Bis 2030, wenn China die LNG-Importe reduziert, werden andere Importeure an Einfluss gewinnen. Einige LNG-Projekte könnten sogar vollständig zusammenbrechen. Exporteure wie die USA und Katar sind bereits beunruhigt. Washington ist besonders alarmiert über den möglichen Rückgang des dollarbasierten Energiehandels – ein weit schädlicherer Schlag als der Verlust des chinesischen LNG-Marktes. Gazproms CEO Miller sagt, PoS-2-Zahlungen könnten gleichmäßig zwischen Yuan und Rubel aufgeteilt werden. Dies stellt eine direkte Herausforderung für die Energiedominanz des Dollars dar. Der verstorbene Saddam Hussein im Irak bekam den Zorn Washingtons zu spüren, weil er es wagte, Öl in Euro zu bepreisen. Doch Russland und China sind nicht Irak.
Einige argumentieren, dass China zu abhängig von russischer Energie werde. Aber die Abhängigkeit ist gegenseitig. In einer Ära, in der beide Staaten aggressiver Eindämmung durch die USA und ihre Partner ausgesetzt sind, ist eine solche Interdependenz strategisch, nicht riskant. Moskau trennt sich zudem von unzuverlässigen europäischen Kunden. 2021 gingen 80 Prozent des russischen Pipelinegases und 40 Prozent der LNG-Exporte nach Europa, etwa 150 bcm insgesamt. Dieser Markt ist nahezu verloren. Aber PoS-2 kann einen Großteil dieser Einnahmen zurückgewinnen, während es Russland im Energieorbit Asien-Pazifik verankert.
Mehr als Profit
PoS-2 könnte weniger profitabel sein als sein Vorgänger – wegen höherer Baukosten und niedrigerer Preise. Aber Steuererleichterungen könnten helfen. Wichtiger noch: Das Projekt schafft Inlandsaufträge, treibt die Stahlproduktion an und fördert die Entwicklung im Osten Russlands – ein zentrales Ziel des Kremls. Gazprom, das 2023 einen Nettountergang von 6,8 Milliarden Dollar – den ersten seit 1999 – und 2024 einen Verlust von 13,1 Milliarden Dollar verzeichnete, hat außer PoS-2 und dem ausgesetzten Baltic LNG-Terminal kein anderes großes Infrastrukturprojekt. Für Gazprom ist es existenziell.

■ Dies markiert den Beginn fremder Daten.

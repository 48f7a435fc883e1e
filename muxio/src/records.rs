//! Download records and the store seam.
//!
//! The record store belongs to the host application; this crate only reads
//! snapshots through [`RecordStore`]. [`InMemoryRecordStore`] serves callers
//! without a database (the CLI) and tests.

use std::collections::HashMap;
use std::path::PathBuf;

use async_trait::async_trait;
use serde::{Deserialize, Serialize};
use tokio::sync::RwLock;

/// Snapshot of a completed download.
#[derive(Debug, Clone, PartialEq, Serialize, Deserialize)]
pub struct DownloadRecord {
    /// Opaque download identifier.
    pub gid: String,
    /// Where the downloaded file landed.
    pub path: PathBuf,
    /// Reported size as persisted by the download layer (`"12.50 GiB"`).
    pub size: String,
}

/// Read-only lookup into the download record store.
#[async_trait]
pub trait RecordStore: Send + Sync {
    /// Fetch the record for `gid`, or `None` when no download matches.
    async fn get(&self, gid: &str) -> Option<DownloadRecord>;
}

/// Store backed by a map.
#[derive(Debug, Default)]
pub struct InMemoryRecordStore {
    records: RwLock<HashMap<String, DownloadRecord>>,
}

impl InMemoryRecordStore {
    pub fn new() -> Self {
        Self::default()
    }

    pub async fn insert(&self, record: DownloadRecord) {
        self.records
            .write()
            .await
            .insert(record.gid.clone(), record);
    }
}

#[async_trait]
impl RecordStore for InMemoryRecordStore {
    async fn get(&self, gid: &str) -> Option<DownloadRecord> {
        self.records.read().await.get(gid).cloned()
    }
}

#[cfg(test)]
mod tests {
    use super::*;

    #[tokio::test]
    async fn lookup_returns_inserted_snapshot() {
        let store = InMemoryRecordStore::new();
        store
            .insert(DownloadRecord {
                gid: "g1".to_string(),
                path: PathBuf::from("/dl/movie.webm"),
                size: "2 KiB".to_string(),
            })
            .await;

        let record = store.get("g1").await.unwrap();
        assert_eq!(record.path, PathBuf::from("/dl/movie.webm"));
        assert_eq!(store.get("g2").await, None);
    }
}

Ein Grund, warum China das Geschäft nicht überstürzt hat, ist, dass es bis Mitte der 2030er Jahre möglicherweise kein zusätzliches Gas benötigt. Die Importe, derzeit rund 150 bcm, sollen bis 2030 auf 250 bcm steigen – größtenteils durch bestehende Verträge abgedeckt. Doch Prognosen deuten darauf hin, dass es bis 2035 Raum für PoS-2 geben wird. PoS-2 wird auch Chinas Aufstieg als globaler LNG-Akteur beschleunigen. Zusätzliche 50 bcm Pipeline-Gas werden chinesischen Firmen helfen, Importe zu optimieren, Re-Export-Fähigkeiten zu stärken, gemeinsame LNG-Strategien zu schmieden und Regasifizierungsinfrastruktur im Ausland auszubauen.
Eine breitere PoS-2-Nutzung, langfristige LNG-Verträge und erweiterter globaler Handel werden China bis in die 2030er Jahre als globalen LNG-Stabilisator positionieren – mit weitreichenden Auswirkungen auf die Energiegeopolitik. Aus jeder Perspektive betrachtet ist PoS-2 ein Sieg für die Multipolarität. Es umgeht westliche Eindämmungsversuche, bietet dem Globalen Süden ein Entwicklungsmodell und beschleunigt die BRICS-Erweiterung. Am kritischsten ist, dass es an der langjährigen Energiedominanz des Dollars nagt. Das könnte sich als die dauerhafteste Auswirkung der Pipeline erweisen – und als der größte Verlust des Westens.